One seller I know gave his employees all big raises between the time he agreed to sell the practice and the time the buyer actually took over. Staff compensation went from 28.5% of collections to 31.8%. I don’t know for sure the motivation for the change, but you can be sure that the buyer wasn’t able to show up on the first day and say: “Just kidding everyone! Let’s go back to your pay level from six months ago!”
Make clear to the seller that all accrued benefits (bonuses, paid time off, etc.) are the responsibility of the seller before you take over the practice. I strongly, strongly recommend making as few changes to the staff, pay, benefits, etc. as possible in the first few months of business (with the one exception being the 401k or another pension plan). Make it clear to the seller that you intend to keep all the staff, but that all accrued benefits and promises are their responsibility.
Redos and Rework
Decide with the seller up front how you will handle patient cases that were originally handled by the seller but come back to your office to be fixed after you’re the owner. Who will do the work? Who will pay for it?

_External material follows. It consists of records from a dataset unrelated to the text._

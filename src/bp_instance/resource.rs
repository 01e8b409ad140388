// This file is part of the terraform-provider-cloudbolt project
//
// Copyright (C) ANEO, 2024-2024. All rights reserved.
//
// Licensed under the Apache License, Version 2.0 (the "License")
// you may not use this file except in compliance with the License.
// You may obtain a copy of the License at
//
//     http://www.apache.org/licenses/LICENSE-2.0
//
// Unless required by applicable law or agreed to in writing, software
// distributed under the License is distributed on an "AS IS" BASIS,
// WITHOUT WARRANTIES OR CONDITIONS OF ANY KIND, either express or implied.
// See the License for the specific language governing permissions and
// limitations under the License.

use async_trait::async_trait;
use tracing::{info, warn};

use tf_provider::{AttributePath, Diagnostics, Resource};
use tf_provider::schema::Schema;
use tf_provider::value::{Value, ValueEmpty, ValueString};

use crate::error::Error;
use crate::provider::ClientHandle;
use crate::utils::{guarded, WithSchema};

use super::apply::{deploy, destroy, update};
use super::read::fetch_instance;
use super::state::{BpInstanceState, InstanceType, DEFAULT_REQUEST_TIMEOUT};

#[derive(Debug, Clone, Default)]
pub struct BpInstanceResource {
    client: ClientHandle,
}

impl BpInstanceResource {
    pub fn new(client: ClientHandle) -> Self {
        Self { client }
    }
}

const SERVER_UPDATE_UNSUPPORTED: &str =
    "The CloudBolt provider does not support Terraform config updates for Servers.";

fn parameters_changed(prior: &BpInstanceState, state: &BpInstanceState) -> bool {
    state.parameters != prior.parameters || state.deployment_item != prior.deployment_item
}

#[async_trait]
impl Resource for BpInstanceResource {
    type State<'a> = Value<BpInstanceState<'a>>;
    type PrivateState<'a> = ValueEmpty;
    type ProviderMetaState<'a> = ValueEmpty;

    fn schema(&self, _diags: &mut Diagnostics) -> Option<Schema> {
        Some(BpInstanceState::schema())
    }

    async fn validate<'a>(&self, diags: &mut Diagnostics, config: Self::State<'a>) -> Option<()> {
        if let Value::Value(config) = &config {
            config.validate(diags);
        }

        if diags.errors.is_empty() {
            Some(())
        } else {
            None
        }
    }

    async fn read<'a>(
        &self,
        diags: &mut Diagnostics,
        state: Self::State<'a>,
        private_state: Self::PrivateState<'a>,
        _provider_meta_state: Self::ProviderMetaState<'a>,
    ) -> Option<(Self::State<'a>, Self::PrivateState<'a>)> {
        let Value::Value(mut state) = state else {
            return Some((Value::Null, private_state));
        };

        let state = guarded(diags, "read blueprint instance", async move {
            let client = self.client.get().await?;
            let instance_type = state.instance_type().ok_or_else(|| {
                Error::Failed(format!(
                    "Unknown instance type {:?}",
                    state.instance_type.as_str()
                ))
            })?;

            match fetch_instance(&client, state.id.as_str(), instance_type).await? {
                Some(instance) => {
                    state.set_instance(&instance);
                    state.reflect_parameters(&instance.known_attributes());
                    Ok(Value::Value(state))
                }
                None => {
                    warn!(id = state.id.as_str(), "instance is gone, removing it from the state");
                    Ok(Value::Null)
                }
            }
        })
        .await?;

        Some((state, private_state))
    }

    async fn plan_create<'a>(
        &self,
        _diags: &mut Diagnostics,
        proposed_state: Self::State<'a>,
        _config_state: Self::State<'a>,
        _provider_meta_state: Self::ProviderMetaState<'a>,
    ) -> Option<(Self::State<'a>, Self::PrivateState<'a>)> {
        let mut state = proposed_state.unwrap_or_default();
        state.id = ValueString::Unknown;
        state.instance_type = ValueString::Unknown;
        state.attributes = Value::Unknown;
        state.servers = Value::Unknown;
        if state.request_timeout.is_null() {
            state.request_timeout = Value::Value(DEFAULT_REQUEST_TIMEOUT);
        }

        Some((Value::Value(state), Default::default()))
    }

    async fn plan_update<'a>(
        &self,
        diags: &mut Diagnostics,
        prior_state: Self::State<'a>,
        proposed_state: Self::State<'a>,
        _config_state: Self::State<'a>,
        prior_private_state: Self::PrivateState<'a>,
        _provider_meta_state: Self::ProviderMetaState<'a>,
    ) -> Option<(Self::State<'a>, Self::PrivateState<'a>, Vec<AttributePath>)> {
        let prior = prior_state.unwrap_or_default();
        let mut state = proposed_state.unwrap_or_default();
        if state.request_timeout.is_null() {
            state.request_timeout = Value::Value(DEFAULT_REQUEST_TIMEOUT);
        }

        let trigger_replace = [
            ("group", &prior.group, &state.group),
            ("blueprint_id", &prior.blueprint_id, &state.blueprint_id),
            ("resource_name", &prior.resource_name, &state.resource_name),
        ]
        .into_iter()
        .filter(|(_, before, after)| before != after)
        .map(|(name, _, _)| AttributePath::new(name))
        .collect::<Vec<_>>();

        if !trigger_replace.is_empty() {
            state.id = ValueString::Unknown;
            state.instance_type = ValueString::Unknown;
            state.attributes = Value::Unknown;
            state.servers = Value::Unknown;
        } else if parameters_changed(&prior, &state) {
            if prior.instance_type() != Some(InstanceType::Resource) {
                diags.error_short(SERVER_UPDATE_UNSUPPORTED, AttributePath::new("parameters"));
                return None;
            }
            state.id = prior.id;
            state.instance_type = prior.instance_type;
            state.attributes = Value::Unknown;
            state.servers = Value::Unknown;
        } else {
            state.id = prior.id;
            state.instance_type = prior.instance_type;
            state.attributes = prior.attributes;
            state.servers = prior.servers;
        }

        Some((Value::Value(state), prior_private_state, trigger_replace))
    }

    async fn plan_destroy<'a>(
        &self,
        _diags: &mut Diagnostics,
        _prior_state: Self::State<'a>,
        prior_private_state: Self::PrivateState<'a>,
        _provider_meta_state: Self::ProviderMetaState<'a>,
    ) -> Option<Self::PrivateState<'a>> {
        Some(prior_private_state)
    }

    async fn create<'a>(
        &self,
        diags: &mut Diagnostics,
        planned_state: Self::State<'a>,
        _config_state: Self::State<'a>,
        planned_private_state: Self::PrivateState<'a>,
        _provider_meta_state: Self::ProviderMetaState<'a>,
    ) -> Option<(Self::State<'a>, Self::PrivateState<'a>)> {
        let mut state = planned_state.unwrap_or_default();

        let (client, id, instance_type) = guarded(diags, "create blueprint instance", async {
            let client = self.client.get().await?;
            let (id, instance_type) = deploy(&client, &state).await?;
            Ok((client, id, instance_type))
        })
        .await?;
        info!(id = %id, instance_type = %instance_type, "blueprint deployed");

        // From here on, the instance exists and must be kept in the state
        state.id = ValueString::from(id);
        state.instance_type = ValueString::from(instance_type.as_str());
        state.attributes = Value::Null;
        state.servers = Value::Null;

        let instance = guarded(diags, "read deployed blueprint instance", async {
            fetch_instance(&client, state.id.as_str(), instance_type)
                .await?
                .ok_or_else(|| Error::NotFound(format!("Deployed instance {}", state.id)))
        })
        .await;
        if let Some(instance) = instance {
            state.set_instance(&instance);
        }

        Some((Value::Value(state), planned_private_state))
    }

    async fn update<'a>(
        &self,
        diags: &mut Diagnostics,
        prior_state: Self::State<'a>,
        planned_state: Self::State<'a>,
        _config_state: Self::State<'a>,
        planned_private_state: Self::PrivateState<'a>,
        _provider_meta_state: Self::ProviderMetaState<'a>,
    ) -> Option<(Self::State<'a>, Self::PrivateState<'a>)> {
        let prior = prior_state.unwrap_or_default();
        let mut state = planned_state.unwrap_or_default();

        let state = guarded(diags, "update blueprint instance", async move {
            let client = self.client.get().await?;
            let instance_type = state.instance_type();

            if parameters_changed(&prior, &state) {
                if instance_type != Some(InstanceType::Resource) {
                    return Err(Error::Failed(SERVER_UPDATE_UNSUPPORTED.to_owned()));
                }
                update(&client, &state).await?;
            }

            let instance = match instance_type {
                Some(instance_type) => {
                    fetch_instance(&client, state.id.as_str(), instance_type).await?
                }
                None => None,
            }
            .ok_or_else(|| Error::NotFound(format!("Instance {}", state.id)))?;
            state.set_instance(&instance);

            Ok(Value::Value(state))
        })
        .await?;

        Some((state, planned_private_state))
    }

    async fn destroy<'a>(
        &self,
        diags: &mut Diagnostics,
        prior_state: Self::State<'a>,
        _planned_private_state: Self::PrivateState<'a>,
        _provider_meta_state: Self::ProviderMetaState<'a>,
    ) -> Option<()> {
        let Value::Value(state) = prior_state else {
            return Some(());
        };

        guarded(diags, "delete blueprint instance", async move {
            let client = self.client.get().await?;
            destroy(&client, &state).await?;
            info!(id = state.id.as_str(), "blueprint instance deleted");
            Ok(())
        })
        .await
    }
}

If the seller hasn’t left town, I like to see the seller have the option to come back in and do the work (of course, paying for staff time and materials required).
Make sure you negotiated upfront in the letter of intent the restrictive covenant that the seller will be subject to. Include both the time and distance (e.g. 5 years and 15 miles) in the LOI. You will also want to include language around recruiting former employees and marketing within that same distance.
A good letter of intent is one of the keys to successfully buying a dental practice. You will minimize misunderstanding, maximize your use of time and energy, and even save money when you turn over a document to the lawyers that is complete and doesn’t require a lot of back and forth.